Start of Block

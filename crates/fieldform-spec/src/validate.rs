use regex::Regex;
use serde::{Deserialize, Serialize};
use serde_json::Value;

use crate::draft::ValueMap;
use crate::spec::field::{FieldDefinition, RuleKind, ValidationRule};
use crate::spec::form::FormSchema;
use crate::visibility::{is_visible, value_text};

/// Validation failure scoped to a single field.
#[derive(Debug, Clone, PartialEq, Eq, Serialize, Deserialize)]
pub struct FieldError {
    pub field: String,
    pub message: String,
}

/// Validates one candidate value against a field's rules in declaration
/// order, returning the first failing rule's message. `None` means the
/// value passes every rule.
pub fn validate_field(field: &FieldDefinition, value: Option<&Value>) -> Option<String> {
    let text = value.map(value_text).unwrap_or_default();

    if text.is_empty() {
        if field.required {
            return Some(format!("{} is required", field.label));
        }
        return None;
    }

    for rule in &field.rules {
        if let Some(message) = apply_rule(rule, &text) {
            return Some(message);
        }
    }
    None
}

/// Validates every visible field placed on the given page. Hidden fields
/// are exempt from all rules, `required` included.
pub fn validate_page(schema: &FormSchema, values: &ValueMap, page: u32) -> Vec<FieldError> {
    let mut errors = Vec::new();
    for field in schema.fields_on_page(page) {
        if !is_visible(field, values) {
            continue;
        }
        if let Some(message) = validate_field(field, values.get(&field.name)) {
            errors.push(FieldError {
                field: field.name.clone(),
                message,
            });
        }
    }
    errors
}

fn apply_rule(rule: &ValidationRule, text: &str) -> Option<String> {
    let failed = match rule.kind {
        // An unparseable value fails numeric bounds outright.
        RuleKind::Min => match (parse_number(text), rule.bound.as_f64()) {
            (Some(value), Some(bound)) => value < bound,
            _ => true,
        },
        RuleKind::Max => match (parse_number(text), rule.bound.as_f64()) {
            (Some(value), Some(bound)) => value > bound,
            _ => true,
        },
        RuleKind::MinLength => rule
            .bound
            .as_u64()
            .is_some_and(|bound| (text.chars().count() as u64) < bound),
        RuleKind::MaxLength => rule
            .bound
            .as_u64()
            .is_some_and(|bound| (text.chars().count() as u64) > bound),
        RuleKind::Pattern => match rule.bound.as_str().and_then(|p| Regex::new(p).ok()) {
            Some(regex) => !regex.is_match(text),
            None => true,
        },
    };
    failed.then(|| rule.message.clone())
}

fn parse_number(text: &str) -> Option<f64> {
    text.trim().parse().ok()
}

End of Block

→ **Task details**: Word for word, restate each of the records above.

→ **Task answer**:
filename crates/fieldform-spec/src/validate.rs
use regex::Regex;
use serde::{Deserialize, Serialize};
use serde_json::Value;

use crate::draft::ValueMap;
use crate::spec::field::{FieldDefinition, RuleKind, ValidationRule};
use crate::spec::form::FormSchema;
use crate::visibility::{is_visible, value_text};

/// Validation failure scoped to a single field.
#[derive(Debug, Clone, PartialEq, Eq, Serialize, Deserialize)]
pub struct FieldError {
    pub field: String,
    pub message: String,
}

/// Validates one candidate value against a field's rules in declaration
/// order, returning the first failing rule's message. `None` means the
/// value passes every rule.
pub fn validate_field(field: &FieldDefinition, value: Option<&Value>) -> Option<String> {
    let text = value.map(value_text).unwrap_or_default();

    if text.is_empty() {
        if field.required {
            return Some(format!("{} is required", field.label));
        }
        return None;
    }

    for rule in &field.rules {
        if let Some(message) = apply_rule(rule, &text) {
            return Some(message);
        }
    }
    None
}

/// Validates every visible field placed on the given page. Hidden fields
/// are exempt from all rules, `required` included.
pub fn validate_page(schema: &FormSchema, values: &ValueMap, page: u32) -> Vec<FieldError> {
    let mut errors = Vec::new();
    for field in schema.fields_on_page(page) {
        if !is_visible(field, values) {
            continue;
        }
        if let Some(message) = validate_field(field, values.get(&field.name)) {
            errors.push(FieldError {
                field: field.name.clone(),
                message,
            });
        }
    }
    errors
}

fn apply_rule(rule: &ValidationRule, text: &str) -> Option<String> {
    let failed = match rule.kind {
        // An unparseable value fails numeric bounds outright.
        RuleKind::Min => match (parse_number(text), rule.bound.as_f64()) {
            (Some(value), Some(bound)) => value < bound,
            _ => true,
        },
        RuleKind::Max => match (parse_number(text), rule.bound.as_f64()) {
            (Some(value), Some(bound)) => value > bound,
            _ => true,
        },
        RuleKind::MinLength => rule
            .bound
            .as_u64()
            .is_some_and(|bound| (text.chars().count() as u64) < bound),
        RuleKind::MaxLength => rule
            .bound
            .as_u64()
            .is_some_and(|bound| (text.chars().count() as u64) > bound),
        RuleKind::Pattern => match rule.bound.as_str().and_then(|p| Regex::new(p).ok()) {
            Some(regex) => !regex.is_match(text),
            None => true,
        },
    };
    failed.then(|| rule.message.clone())
}

fn parse_number(text: &str) -> Option<f64> {
    text.trim().parse().ok()
}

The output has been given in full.